Ev+Mauger+%28right%29+gets+temperature+taken+in+Gladfelter.

Carlos Wyrick/Staff Photographer

Ev Mauger (right) gets temperature taken in Gladfelter.

As the United States marks a grim milestone of half a million deaths from COVID-19, North Carolina is approaching a full year of various states of lockdowns. Such measures, along with mandatory masks, social-distancing and pervasive online meetings, have been experienced nationwide as well. At some point, every American has wondered when is this going to end. Pfizer is one of the companies that may have an answer to this question for the U.S. with its new vaccine, which the FDA authorized in December. 

The only North Carolinians that can actually receive the first doses of vaccines at the moment are health care workers who are in direct contact with COVID-19, long-term care staff and residents, and anyone 65 years or older. Others will have to wait until these groups have received the vaccine.

However, there is skepticism with any vaccine that comes out, especially at the quick rate that Pfizer was able to release theirs. Bassam Shawamreh, a member of the Student Government Association and the COVID-19 Health Team, acknowledges that skepticism is certainly understandable and valid with anything new. The research that Warren Wilson College, and other sister universities, receives from the Mountain Area Health Education Center (MAHEC) reassures him that the vaccine is safe though.

“There is a lot of information and it’s coming fast,” said Shawamreh, but his and MAHEC’s job is to debunk any myths or misinformation.

What are these myths or misinformation that could cause Americans, specifically students at Warren Wilson College, to become wary of getting the vaccine? Kirk Adams, professor of animal science at Warren Wilson College and former employee of the animal health department at Pfizer, understands the aspects that create unease with this vaccine is the speed at which it was created and its potential long-term effects.

“There’s not really a clear hypothesis to why these vaccines would cause long-term issues,” said Adams.

Although he acknowledged that there could be blind spots, he said that the risks of COVID-19 complications outweigh the risks of the vaccine.

Adams explained that the Pfizer-BioNTech vaccine is made using mRNA technology.

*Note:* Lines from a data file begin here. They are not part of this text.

// This Source Code Form is subject to the terms of the Mozilla Public
// License, v. 2.0. If a copy of the MPL was not distributed with this
// file, You can obtain one at http://mozilla.org/MPL/2.0/.

/*!
Cable-wrap limits, sections, and unwrapping.
*/

use itertools::Itertools;
use strum::IntoEnumIterator;
use strum_macros::{Display, EnumIter, EnumString};

use crate::constants::TAU;
use crate::coord::PointingVector;

/// Which of the (possibly overlapping) axis-1 sections a pointing falls in.
#[derive(Clone, Copy, Debug, PartialEq, Eq, Display, EnumIter, EnumString)]
pub enum Section {
    /// Counter-clockwise ("W" in the original VieSched++ naming).
    #[strum(serialize = "W")]
    Ccw,
    /// Neutral ("-"), the only section when the range doesn't exceed 2*pi.
    #[strum(serialize = "-")]
    Neutral,
    /// Clockwise ("C").
    #[strum(serialize = "C")]
    Cw,
}

lazy_static::lazy_static! {
    /// Comma-joined section names, for log/error messages that need to
    /// name the valid set.
    pub static ref SECTION_NAMES: String = Section::iter().join(", ");
}

/// Axis limits (radians) plus small safety offsets.
#[derive(Clone, Copy, Debug)]
pub struct CableWrap {
    axis1_low: f64,
    axis1_up: f64,
    axis2_low: f64,
    axis2_up: f64,
    axis1_low_offset: f64,
    axis1_up_offset: f64,
    axis2_low_offset: f64,
    axis2_up_offset: f64,

    // Precomputed section limits, mirroring the original's w/n/c Low/Up.
    w_low: f64,
    w_up: f64,
    n_low: f64,
    n_up: f64,
    c_low: f64,
    c_up: f64,
}

impl CableWrap {
    pub fn new(axis1_low: f64, axis1_up: f64, axis2_low: f64, axis2_up: f64) -> Self {
        let (w_low, w_up, n_low, n_up, c_low, c_up) = if (axis1_up - axis1_low) > TAU {
            let overlap = (axis1_up - axis1_low) - TAU;
            (
                axis1_low,
                axis1_low + overlap,
                axis1_low + overlap,
                axis1_up - overlap,
                axis1_up - overlap,
                axis1_up,
            )
        } else {
            (axis1_low, axis1_low, axis1_low, axis1_up, axis1_up, axis1_up)
        };

        Self {
            axis1_low,
            axis1_up,
            axis2_low,
            axis2_up,
            axis1_low_offset: 0.0,
            axis1_up_offset: 0.0,
            axis2_low_offset: 0.0,
            axis2_up_offset: 0.0,
            w_low,
            w_up,
            n_low,
            n_up,
            c_low,
            c_up,
        }
    }

    pub fn with_offsets(
        mut self,
        axis1_low_offset: f64,
        axis1_up_offset: f64,
        axis2_low_offset: f64,
        axis2_up_offset: f64,
    ) -> Self {
        self.axis1_low_offset = axis1_low_offset;
        self.axis1_up_offset = axis1_up_offset;
        self.axis2_low_offset = axis2_low_offset;
        self.axis2_up_offset = axis2_up_offset;
        self
    }

    pub fn limits(&self, section: Section) -> (f64, f64) {
        match section {
            Section::Neutral => (self.n_low, self.n_up),
            Section::Cw => (self.c_low, self.c_up),
            Section::Ccw => (self.w_low, self.w_up),
        }
    }

    /// `anglesInside`: true iff both axes are within limits
    /// minus offsets, respecting whether axis 1's range wraps zero.
    pub fn angles_inside(&self, pv: &PointingVector) -> bool {
        let axis2_ok =
            pv.el >= self.axis2_low + self.axis2_low_offset && pv.el <= self.axis2_up - self.axis2_up_offset;

        if (self.axis1_up - self.axis1_up_offset - self.axis1_low + self.axis1_low_offset) >= TAU {
            return axis2_ok;
        }

        let ax1_1 = (self.axis1_low + self.axis1_low_offset).rem_euclid(TAU);
        let ax1_2 = (self.axis1_up - self.axis1_up_offset).rem_euclid(TAU);
        let az = pv.az.rem_euclid(TAU);

        let axis1_ok = if ax1_2 < ax1_1 {
            // Range wraps through zero.
            az >= ax1_1 || az <= ax1_2
        } else {
            az >= ax1_1 && az <= ax1_2
        };

        axis1_ok && axis2_ok
    }

    /// `unwrapAzNearAz`: bring `pv.az` into
    /// `[axis1_low, axis1_low + 2*pi)`, then pick among the valid `+2*pi`
    /// ambiguities the one closest to `ref_az`.
    pub fn unwrap_az_near_az(&self, pv: &mut PointingVector, ref_az: f64) {
        let mut az = self.axis1_low + (pv.az - self.axis1_low).rem_euclid(TAU);
        let mut best = az;
        let mut best_dist = (az - ref_az).abs();
        loop {
            az -= TAU;
            if az < self.axis1_low - 1e-9 {
                break;
            }
            let dist = (az - ref_az).abs();
            if dist < best_dist {
                best_dist = dist;
                best = az;
            }
        }
        let mut az = best;
        loop {
            az += TAU;
            if az > self.axis1_up + 1e-9 {
                break;
            }
            let dist = (az - ref_az).abs();
            if dist < best_dist {
                best_dist = dist;
                best = az;
            }
        }
        pv.az = best;
    }

    /// `unwrapAzInSection`: force `pv.az` into `section`'s
    /// limits, disambiguating the two adjacent equal-length residues by
    /// proximity to the section midpoint. Returns whether the result still
    /// falls inside the section (it can legitimately fail for a section too
    /// narrow to contain any representative of the angle).
    ///
    /// See DESIGN.md for the reasoning behind these semantics (force into
    /// the section; report `false` when the result falls outside).
    pub fn unwrap_az_in_section(&self, pv: &mut PointingVector, section: Section) -> bool {
        let (low, up) = self.limits(section);
        let mid = (low + up) / 2.0;

        let mut az = low + (pv.az - low).rem_euclid(TAU);
        // The residue `az` and `az - 2*pi` (or `az + 2*pi`) are the two
        // candidates of equal wrap-distance; pick whichever is closer to
        // the section midpoint.
        let alt_low = az - TAU;
        let alt_high = az + TAU;
        let mut best = az;
        let mut best_dist = (az - mid).abs();
        for candidate in [alt_low, alt_high] {
            let dist = (candidate - mid).abs();
            if dist < best_dist {
                best_dist = dist;
                best = candidate;
            }
        }
        az = best;
        pv.az = az;
        let inside = az >= low - 1e-9 && az <= up + 1e-9;
        if !inside {
            log::trace!("az {az} fell outside section {section} (valid sections: {})", *SECTION_NAMES);
        }
        inside
    }

    /// `section`: the section containing an already-unwrapped
    /// azimuth.
    pub fn section(&self, unwrapped_az: f64) -> Option<Section> {
        if unwrapped_az >= self.n_low - 1e-9 && unwrapped_az <= self.n_up + 1e-9 {
            return Some(Section::Neutral);
        }
        if unwrapped_az >= self.c_low - 1e-9 && unwrapped_az <= self.c_up + 1e-9 {
            return Some(Section::Cw);
        }
        if unwrapped_az >= self.w_low - 1e-9 && unwrapped_az <= self.w_up + 1e-9 {
            return Some(Section::Ccw);
        }
        None
    }
}

#[cfg(test)]
mod tests {
    use super::*;
    use crate::id::IdRegistry;
    use approx::assert_abs_diff_eq;

    fn pv(az_deg: f64) -> PointingVector {
        let mut ids = IdRegistry::new();
        let st = ids.next_station();
        let src = ids.next_source();
        PointingVector::new(st, src, az_deg.to_radians(), 0.5, 0.0, 0.0, 0)
    }

    #[test]
    fn scenario_2_cable_wrap_ambiguity() {
        // wrap [-90, 450] deg, current az=350, new az=10. unwrapAzNearAz
        // should prefer 370 (closer to 350) over 10.
        let wrap = CableWrap::new((-90f64).to_radians(), 450f64.to_radians(), 0.0, TAU);
        let mut new_pv = pv(10.0);
        wrap.unwrap_az_near_az(&mut new_pv, 350f64.to_radians());
        assert_abs_diff_eq!(new_pv.az.to_degrees(), 370.0, epsilon = 1e-6);
    }

    #[test]
    fn no_overlap_when_range_under_2pi() {
        let wrap = CableWrap::new(0.0, 180f64.to_radians(), 0.0, TAU);
        assert_eq!(wrap.section(90f64.to_radians()), Some(Section::Neutral));
        assert_eq!(wrap.section(200f64.to_radians()), None);
    }

    #[test]
    fn angles_inside_respects_offsets() {
        let wrap = CableWrap::new(0.0, 90f64.to_radians(), 0.0, TAU)
            .with_offsets(5f64.to_radians(), 5f64.to_radians(), 0.0, 0.0);
        assert!(!wrap.angles_inside(&pv(2.0)));
        assert!(wrap.angles_inside(&pv(45.0)));
    }
}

This method involves training the protein within cells to produce antibodies to fight against COVID-19. Adams stated that this technology is not new and research on viruses like COVID-19 has been around for two decades. There were two separate outbreaks, one in 2003 with SARS-CoV and the 2012 with MERS-CoV

“You have to consider all the background research,” explained Adams.

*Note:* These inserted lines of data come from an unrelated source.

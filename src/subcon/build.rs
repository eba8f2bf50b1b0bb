// This Source Code Form is subject to the terms of the Mozilla Public
// License, v. 2.0. If a copy of the MPL was not distributed with this
// file, You can obtain one at http://mozilla.org/MPL/2.0/.

//! Candidate-scan construction: source/station eligibility and per-station
//! tentative pointing placement.

use std::collections::HashMap;

use crate::astro::AstronomicalParameters;
use crate::coord::{rigorous_az_el_from_radec, PointingVector};
use crate::id::{SourceId, StationId};
use crate::network::Network;
use crate::source::Source;
use crate::time::{SessionSeconds, TimeSystem};

/// A just-built candidate, before feasibility filtering has computed its
/// `ScanTimes`/`Observation`s (the output, consumed by ).
#[derive(Clone, Debug)]
pub struct CandidateScan {
    pub source_id: SourceId,
    pub pointing_vectors: HashMap<StationId, PointingVector>,
}

/// `s.available` false, or the source was scheduled within `minRepeat/2`
/// (step 1).
pub(crate) fn source_is_buildable(source: &Source, current_time: SessionSeconds, fillin_mode: bool) -> bool {
    if !source.parameters.available || !source.parameters.global_available {
        return false;
    }
    if fillin_mode && !source.parameters.available_for_fillin {
        return false;
    }
    if !source.has_scan_quota_remaining() {
        return false;
    }
    // step 1: skip if already scheduled within minRepeat/2.
    let half_repeat = source.parameters.min_repeat_s / 2;
    match source.seconds_since_last_scan(current_time) {
        Some(elapsed) => elapsed >= half_repeat,
        None => true,
    }
}

/// Whether a station is eligible to be considered for this source at all
/// (step 2): available, non-tagalong (unless a calibrator/
/// parallactic mode explicitly allows tagalong), under its total-obs and
/// scan-count caps, and not on either side's ignore list.
pub(crate) fn station_is_eligible(station: &crate::station::Station, source: &Source, allow_tagalong: bool) -> bool {
    if !station.parameters.available {
        return false;
    }
    if station.parameters.tagalong && !allow_tagalong {
        return false;
    }
    if station.counters.total_obs_time_s >= station.parameters.max_total_obs_time_s {
        return false;
    }
    if station.counters.num_scans >= station.parameters.max_number_of_scans {
        return false;
    }
    if station.parameters.ignore_sources.contains(&source.id) {
        return false;
    }
    if source.parameters.ignores(station.id) {
        return false;
    }
    true
}

/// Build one candidate scan for `source` at `current_time`.
/// Mutates each considered station's AzEl cache when a rigorous seed sample
/// is needed ("A station must call the rigorous path before
/// relying on the simple path for new times").
pub fn build_candidate(
    source: &Source,
    network: &mut Network,
    astro: &AstronomicalParameters,
    time_system: &TimeSystem,
    current_time: SessionSeconds,
    fillin_mode: bool,
    allow_tagalong: bool,
) -> Option<CandidateScan> {
    if !source_is_buildable(source, current_time, fillin_mode) {
        return None;
    }

    let station_ids: Vec<StationId> = network.stations_in_order().map(|s| s.id).collect();
    let mut eligible_count = 0u32;
    let mut pointing_vectors = HashMap::new();

    for station_id in station_ids {
        let (eligible, tentative_time) = {
            let station = network.station(station_id).expect("station must exist");
            let eligible = station_is_eligible(station, source, allow_tagalong);
            if !eligible {
                (false, 0)
            } else {
                let tentative_time = if station.parameters.first_scan {
                    current_time
                } else {
                    let base = station.current.map(|pv| pv.time).unwrap_or(current_time);
                    base + station.parameters.system_delay_s + station.parameters.preob_s
                };
                (true, tentative_time)
            }
        };
        if !eligible {
            continue;
        }
        eligible_count += 1;

        let radec = source.position_at(tentative_time);
        let station = network.station_mut(station_id).expect("station must exist");
        let cache = station.az_el_cache_for(source.id);
        let pv = match cache.simple(station_id, source.id, tentative_time) {
            Some(pv) => pv,
            None => {
                let pv = rigorous_az_el_from_radec(station_id, source.id, &station.position, &radec, astro, time_system, tentative_time);
                cache.push_rigorous(pv);
                pv
            }
        };

        if station.is_visible(&pv, source.parameters.min_elevation_rad) {
            pointing_vectors.insert(station_id, pv);
        }
    }

    let has_required = source
        .parameters
        .required_stations
        .iter()
        .all(|s| pointing_vectors.contains_key(s));
    if !has_required {
        return None;
    }

    let n = pointing_vectors.len() as u32;
    let meets_minimum = n >= source.parameters.min_number_of_stations;
    let uses_all_eligible = n == eligible_count && n >= 2;
    if !(meets_minimum || uses_all_eligible) {
        return None;
    }

    Some(CandidateScan {
        source_id: source.id,
        pointing_vectors,
    })
}

#[cfg(test)]
mod tests {
    use super::*;
    use crate::coord::Position;
    use crate::event::EventList;
    use crate::id::IdRegistry;
    use crate::source::{FluxModel, SourceKind, SourceParameters};
    use crate::station::{antenna, CableWrap, Equipment, HorizonMask, MountKinematics, Station, StationParameters};
    use std::collections::HashMap as StdHashMap;

    fn make_station(ids: &mut IdRegistry, x: f64, y: f64, z: f64) -> Station {
        let rate = 0.0349;
        let axis = antenna::AxisRate {
            rate,
            accel: rate,
            settle_s: 6.0,
        };
        let mut params = StationParameters::default();
        params.min_elevation_rad = 0.0;
        Station::new(
            ids.next_station(),
            "TEST",
            MountKinematics::AzElSimple { az: axis, el: axis },
            CableWrap::new(0.0, crate::constants::TAU, 0.0, crate::constants::TAU),
            Position::from_ecef(x, y, z),
            Equipment::Constant {
                sefd_jy: StdHashMap::from([("X".to_string(), 1000.0)]),
            },
            HorizonMask::None,
            params,
            EventList::new(vec![]),
        )
    }

    fn flat_astro() -> AstronomicalParameters {
        AstronomicalParameters::build(3600, 60, |_t| (0.0, 0.0, 0.0, [0.0; 3]))
    }

    #[test]
    fn unavailable_source_yields_no_candidate() {
        let mut ids = IdRegistry::new();
        let a = make_station(&mut ids, 6_378_137.0, 0.0, 0.0);
        let b = make_station(&mut ids, 0.0, 6_378_137.0, 0.0);
        let mut network = Network::new(vec![a, b], &mut ids);
        let mut source = Source::new(
            ids.next_source(),
            "SRC",
            SourceKind::Quasar {
                radec: crate::coord::RADec::new_degrees(45.0, 20.0),
            },
            StdHashMap::from([("X".to_string(), FluxModel::Constant { flux_jy: 1.0 })]),
            SourceParameters::default(),
            EventList::new(vec![]),
        );
        source.parameters.available = false;
        let astro = flat_astro();
        let ts = crate::time::TimeSystem::new(
            hifitime::Epoch::from_mjd_utc(58849.0),
            hifitime::Epoch::from_mjd_utc(58850.0),
        );
        let candidate = build_candidate(&source, &mut network, &astro, &ts, 0, false, false);
        assert!(candidate.is_none());
    }

    #[test]
    fn source_with_quota_exhausted_is_skipped() {
        let mut ids = IdRegistry::new();
        let a = make_station(&mut ids, 6_378_137.0, 0.0, 0.0);
        let mut network = Network::new(vec![a], &mut ids);
        let mut source = Source::new(
            ids.next_source(),
            "SRC",
            SourceKind::Quasar {
                radec: crate::coord::RADec::new_degrees(45.0, 20.0),
            },
            StdHashMap::new(),
            SourceParameters::default(),
            EventList::new(vec![]),
        );
        source.parameters.max_number_of_scans = 0;
        let astro = flat_astro();
        let ts = crate::time::TimeSystem::new(
            hifitime::Epoch::from_mjd_utc(58849.0),
            hifitime::Epoch::from_mjd_utc(58850.0),
        );
        assert!(build_candidate(&source, &mut network, &astro, &ts, 0, false, false).is_none());
    }
}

Unlike SARS-CoV and MERS-CoV, COVID-19 became a global pandemic that has taken the lives of over 2 million people worldwide. North Carolina solely accounts for 10,000 of these deaths. 

Shawamreh recounted his experience making a social media post about a University of North Carolina at Asheville student who died from COVID-19: “This (student’s death) is so close to me in proximity,” he said. “This is one of our peers. This is like one of our students.”